Opportunities and Smiles
The return to school after a summer break is always an exciting time. The school continues to be an exciting hive of activity both in and out of the classroom and there is never a dull moment for students and staff alike – you only need to look at the smiling faces you see in this newsletter! This week I’ve had the privilege of addressing the students in their first formal assemblies of the academic year. For the first time, in a long time we have been able to do so in person in our glorious auditorium. It was an opportunity to consider the weeks and months that lie ahead for us all. It was also an opportunity to reflect upon our tremendous examination results and consider our approach to the year ahead. Achieving 75% in grades 7-9 is a clear demonstration of the high standards that we have set ourselves in recent years but also indicative of the growth mindset that permeates through all that we do here at Jebel Ali; so clearly articulated in Mr Malpass' article of interest this week.
Standing in front of the students this week, I asked them to think about what they could do to ensure that, next July, we can look back at the school year that has passed with a genuine sense of pride and satisfaction and what has been achieved.

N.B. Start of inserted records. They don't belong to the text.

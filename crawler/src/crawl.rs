use crate::extract::{normalize, CrawledPage, Extractor};
use crate::fetch::Fetcher;
use crate::frontier::{priority_for, Frontier, VisitedSet, PRODUCT_PRIORITY};
use crate::robots::PolitenessGate;
use anyhow::{anyhow, Context, Result};
use std::time::Duration;
use tokio::time::{sleep_until, Instant};
use url::Url;

#[derive(Debug, Clone)]
pub struct CrawlConfig {
    /// Hard cap on visited URLs (fetched or rejected).
    pub max_pages: usize,
    /// Minimum gap between two requests; a robots `Crawl-delay` can only lengthen it.
    pub delay: Duration,
    pub user_agent: String,
}

impl Default for CrawlConfig {
    fn default() -> Self {
        Self {
            max_pages: 50,
            delay: Duration::from_secs(1),
            user_agent: "catalogbot/0.1 (+https://example.com/bot)".to_string(),
        }
    }
}

/// Enforces a minimum gap between consecutive requests.
struct Pacer {
    last: Option<Instant>,
}

impl Pacer {
    async fn wait(&mut self, gap: Duration) {
        if let Some(last) = self.last {
            sleep_until(last + gap).await;
        }
        self.last = Some(Instant::now());
    }
}

/// `www.shop.example` -> `shop.example`
fn site_domain(url: &Url) -> Option<String> {
    let host = url.host_str()?.to_lowercase();
    Some(host.strip_prefix("www.").map(str::to_string).unwrap_or(host))
}

fn same_site(url: &Url, domain: &str) -> bool {
    url.host_str().map_or(false, |h| {
        let h = h.to_lowercase();
        h == domain || h.ends_with(&format!(".{domain}"))
    })
}

pub struct Crawler<F> {
    fetcher: F,
    gate: PolitenessGate,
    extractor: Extractor,
    config: CrawlConfig,
}

impl<F: Fetcher> Crawler<F> {
    pub fn new(fetcher: F, config: CrawlConfig) -> Result<Self> {
        Ok(Self { fetcher, gate: PolitenessGate::new(), extractor: Extractor::new()?, config })
    }

    pub fn gate(&self) -> &PolitenessGate { &self.gate }

    /// Crawls from `seed` until the frontier is empty or `max_pages` URLs were visited.
    ///
    /// Pages are returned in fetch order. Only links on the seed's site are followed.
    pub async fn crawl(&self, seed: &str) -> Result<Vec<CrawledPage>> {
        let seed_url = Url::parse(seed).with_context(|| format!("invalid seed url {seed}"))?;
        let domain = site_domain(&seed_url).ok_or_else(|| anyhow!("seed url {seed} has no host"))?;
        let ua = self.config.user_agent.as_str();

        let mut frontier = Frontier::new();
        let mut visited = VisitedSet::default();
        let mut pacer = Pacer { last: None };
        let mut pages = Vec::new();
        frontier.push(PRODUCT_PRIORITY, normalize(&seed_url));

        while visited.len() < self.config.max_pages {
            let Some((priority, url)) = frontier.pop() else { break };
            if visited.contains(&url) {
                continue;
            }
            let Ok(parsed) = Url::parse(&url) else {
                tracing::warn!(%url, "skipping unparsable url");
                visited.insert(&url);
                continue;
            };

            if self.gate.needs_fetch(&parsed, ua) {
                pacer.wait(self.config.delay).await;
            }
            if !self.gate.can_fetch(&self.fetcher, &parsed, ua).await {
                tracing::debug!(%url, "disallowed by robots");
                visited.insert(&url);
                continue;
            }

            let gap = self.gate.crawl_delay(&parsed, ua).map_or(self.config.delay, |d| d.max(self.config.delay));
            pacer.wait(gap).await;
            visited.insert(&url);

            let resp = match self.fetcher.fetch(&parsed).await {
                Ok(resp) => resp,
                Err(err) => {
                    tracing::warn!(%url, error = %err, "fetch failed");
                    continue;
                }
            };
            if !resp.is_success() || !resp.is_html() {
                tracing::debug!(%url, status = resp.status, content_type = ?resp.content_type, "skipping response");
                continue;
            }

            let page = self.extractor.extract(&parsed, &resp.body);
            for link in &page.links {
                if visited.contains(link) {
                    continue;
                }
                let same = Url::parse(link).map_or(false, |l| same_site(&l, &domain));
                if same {
                    frontier.push(priority_for(link), link.clone());
                }
            }
            tracing::info!(%url, priority, visited = visited.len(), frontier = frontier.len(), "page crawled");
            pages.push(page);
        }

        tracing::info!(pages = pages.len(), visited = visited.len(), frontier = frontier.len(), "crawl done");
        Ok(pages)
    }
}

Every school year brings with it a genuine feeling of opportunity and with the return of ECAs, both sporting and non-sporting, there is clear incentive to try something new. It could be joining a new club or trying out a new sport. It could be taking on a new project. It could even be a different subject, such as a further language. Doing something that we’ve never done before may reveal talents that we never dreamed we possessed or open up a part of our brain that was underused. Furthermore, we spoke about trying a new way to do familiar things, either by varying where we do our homework or trying alternative revision techniques. After a summer of spending perhaps too much screen time, be it TV or our phone, we discussed the importance of good routines and removing distractions. Lastly, we looked at the importance of looking after ourselves and the need to understand that the state of our bodies and brain are vital in achieving high performance. Adequate sleep matters. So does regular exercise. Our brain craves plenty of water, so making use of our new water dispensers around the Secondary School is important to maintain our hydration and focus. There’s nothing new here, but it’s important to ask ourselves regularly whether we’re living this way. Many of us have regular lapses from good habits.
Starting a new academic year can sometimes bring a mixture of emotions. Excitement and anticipation, certainly, but there can also be some nerves and apprehension. It’s also a chance to start again and thus, we can start this new academic year with genuine belief that it will be a great year. Everybody here at Jebel Ali starts the new school year with abilities, skills, gifts or talents. No one starts empty-handed and what matters most is our investment in our vision that ‘Better is always possible’. It epitomizes not only who we are but also the journey we take together. The belief in ourselves and each other, understanding that we can be so much more when we work together in order to finish strong. Next July, how will we feel about the way we used our time, resources and opportunities that lay before us in September 2021?
I am excited by the start of this year. I see opportunity and potential everywhere in our school. When taken together and used wisely, we should all, come July 2022, be able to look back on this academic year with pride and satisfaction... as well as a big smile.
The Year 10 Business students are off to a great start. They have been studying the reasons why new business ideas arise and looking at how new ideas are developed. The students were given the task of coming up with their own new product idea for Amazon. They did a great job and voted a self-cooling water flask the winning idea - well done Bilal and Mahmood!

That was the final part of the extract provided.